Aujourd'hui, je n'étais pas de bonne composition. Je me suis levée du pied gauche et je suis dans la période du mois qui tâche les draps. Dès que j'ai vu sa tête, j'ai su que je n'y arriverai pas. J'ai su, que je serai méchante, condescendante. Presque méprisante. Je soupirais, presque toutes les minutes. Il a senti dès que je me suis approchée que quelque chose n'allait pas. Je l'ai senti sur la retenue. Il m'a salué poliment. J'ai du lui faire mal mais il n'a émis aucune plainte : j'ai presque arraché les bandages. Je l'ai lavé un peu trop énergiquement. J'ai fait des gestes brusques. J'ai expédié les soins. En même temps, ses plaies cicatrisent bien. Lorsque je me m’apprêtais à partir, il m'a interpellé par mon prénom. J'en fus si surprise que mes barrières mentales cédèrent. Il m'indiqua qu'il voulait quitter le lit pour se dégourdir les jambes.

  • Vous êtes trop faible.
  • Aidez-moi alors.

Il a toujours réponse à tout ce type, c'est exaspérant! Il se tourna vers le bord du lit en essayant tant bien que mal de ne pas tirer sur ses points. Il posa ses pieds par terre et me présenta ses bras. Je les saisis avec toute la force que mes maigres doigts me permettait. Sa peau était douce et ses muscles saillants. Je sentis sa force. On compta jusqu'à trois et il se leva. Chancelant tout d'abord sur ses jambes endormies par ces jours de convalescence, il se retint à moi. Je l'ai soutenu pour sortir de la grange. Certains de ses collègues le regardaient avec amusement, d'autres avec questionnement. Je l'ai amené jusqu'au saule pleureur dans la cour. Il avait fermé les yeux et appréciait le soleil sur son visage.
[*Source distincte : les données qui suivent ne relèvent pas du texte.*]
//! Fleet Console - Command Line Driver
//!
//! Boots the workspace against the bundled mock data, signs in, and walks one
//! navigation so the guard, navigation filter, and page feeds can be inspected
//! from a terminal.
//!
//! Usage: `fleet-console [persona] [path]`, e.g. `fleet-console engineer /eng/devices`

use anyhow::Context as _;
use fleet_console::app::Workspace;
use fleet_console::auth::{Credentials, Persona};
use fleet_console::constants::LOG_FILE_PREFIX;
use fleet_console::features::business::company_rows;
use fleet_console::helpers::{get_or_create_data_dir, is_development};
use fleet_console::services::MockDataSource;
use fleet_console::states::FilePreferenceStore;
use std::time::Duration;
use tracing_appender::non_blocking::WorkerGuard;
use tracing_subscriber::EnvFilter;
use tracing_subscriber::fmt::writer::MakeWriterExt;

/// Console output plus a daily rolling file in the data directory
fn init_tracing() -> anyhow::Result<WorkerGuard> {
    let level = if is_development() {
        tracing::Level::DEBUG
    } else {
        tracing::Level::INFO
    };
    let log_dir = get_or_create_data_dir().context("data directory unavailable")?;
    let appender = tracing_appender::rolling::daily(log_dir, LOG_FILE_PREFIX);
    let (file_writer, guard) = tracing_appender::non_blocking(appender);

    tracing_subscriber::fmt()
        .with_env_filter(EnvFilter::from_default_env().add_directive(level.into()))
        .with_ansi(false)
        .with_writer(std::io::stderr.and(file_writer))
        .init();
    Ok(guard)
}

fn main() -> anyhow::Result<()> {
    let _guard = init_tracing()?;

    let mut args = std::env::args().skip(1);
    let persona: Persona = match args.next() {
        Some(raw) => raw.parse().context("persona must be customerAdmin, internalOps or engineer")?,
        None => Persona::default(),
    };
    let path = args.next().unwrap_or_else(|| "/business/overview".to_string());

    tracing::info!("Starting Fleet Console...");

    let source = MockDataSource::embedded().context("bundled mock data is invalid")?;
    let preferences = FilePreferenceStore::in_config_dir().context("config directory unavailable")?;
    let mut workspace = Workspace::new(source, preferences);
    workspace.start();
    workspace.pump_until_idle(Duration::from_secs(5));

    if !workspace.session().is_authenticated() {
        workspace
            .login(&Credentials::new("demo@fleet.example", "demo"))
            .context("demo login rejected")?;
    }
    workspace.set_persona(persona);
    if let Some(company) = workspace.refs().companies().first().map(|c| c.id.clone()) {
        workspace.set_company(Some(company));
    }

    let route = workspace.navigate(&path);
    let idle = workspace.pump_until_idle(Duration::from_secs(5));

    println!("persona   {}", workspace.session().persona());
    println!("requested {path}");
    println!("rendered  {route} ({})", route.title());
    for group in workspace.visible_nav() {
        let items: Vec<&str> = group.items.iter().map(|i| i.label).collect();
        println!("nav       {}: {}", group.label, items.join(", "));
    }
    for row in company_rows(workspace.refs()) {
        println!(
            "company   {} ({} locations, {} devices)",
            row.name, row.locations, row.devices
        );
    }
    let overview = workspace.overview_view();
    for kpi in &overview.kpis {
        println!("kpi       {} [{}]: {}", kpi.label, overview.range_label, kpi.value);
    }
    println!(
        "feeds     fleet={} alerts={} firmware={} idle={idle}",
        workspace.fleet().data().len(),
        workspace.alerts().data().len(),
        workspace.firmware().data().len()
    );

    tracing::info!("Fleet Console exited");
    Ok(())
}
  • ça y est, vous êtes calmée ?

Oh non, il avait osé.

  • Et si on allait faire un tour ?

J'ai essayé de l'en dissuader. J'ai donné toutes les excuses possibles et imaginables. Mais non, je me suis retrouvée sur la route du Moulin avec un allemand qui se tenait à mon épaule et qui n'avançait pas plus vite qu'un escargot. Je commençais à fatiguer quand il m'indiqua une souche morte. Je le déposais avec soins, ma conscience semi-professionnelle m'ayant forcée à le faire. Il n'y avait rien autour de nous à part les champs. Je me demandais bien ce qu'on allait faire.

  • Vous êtes toujours impatiente comme ça ?
  • Vous savez, je ne suis pas une infirmière et encore moins une femme de chambre, soldat Müller. Je dois m'occuper de vous parce-que vous avez sûrement du être irresponsable lors de l'attaque. Vous voulez aller vous promener, parfait! En attendant, j'ai mes autres tâches qui m'attendent à la ferme et personne pour me remplacer.
  • Martin.
  • Quoi Martin ?
  • Je m'appelle Martin.
  • Vous savez, Martin, une discussion, c'est un échange entre deux personnes, et vous ne réagissez jamais à ce que je dis. Vous changez toujours de sujet.
  • J'aime bien vous tester.
  • Me tester ?
  • Oui, là, je teste votre patience.

Etant donné mon état, j'ai pris la mouche directement. J'ai serré mes poings au maximum, à en rendre blanches les jointures. J'avais envie de l'étrangler ! J'ai tourné les talons et j'ai commencé à rentrer vers la ferme seule.

  • Joséphine, attendez ! Revenez ! Je ne voulais pas vous vexer ! Pardon !

Lorsque je suis rentrée à la ferme, seule, je suis allée voir un de ses collègues. Je lui ai dit que je l'avais abandonné sur la route du chemin du Pendu, sur une souche au soleil. Ce sont quand même des allemands et notre pays est occupé... Je ne voulais pas me faire tuer... Il ria et partit le chercher, non sans avoir pris son arme.

J'ai vu Müller rentrer aux bras de son collègue. Je me suis accoudée à la fenêtre de ma chambre pour regarder le spectacle. Moi la petite française qui avait abandonné son blessé allemand. Il s'arrêta en face de moi et me fit une sorte de révérence. Pour saluer ma bravoure, sûrement!

  • Qu'est-ce que tu as encore fait ?

Mon père qui passait par là pour ranger ses outils, m'interpella après avoir vu la scène.

  • Je l'ai laissé sur la souche. Il était pénible.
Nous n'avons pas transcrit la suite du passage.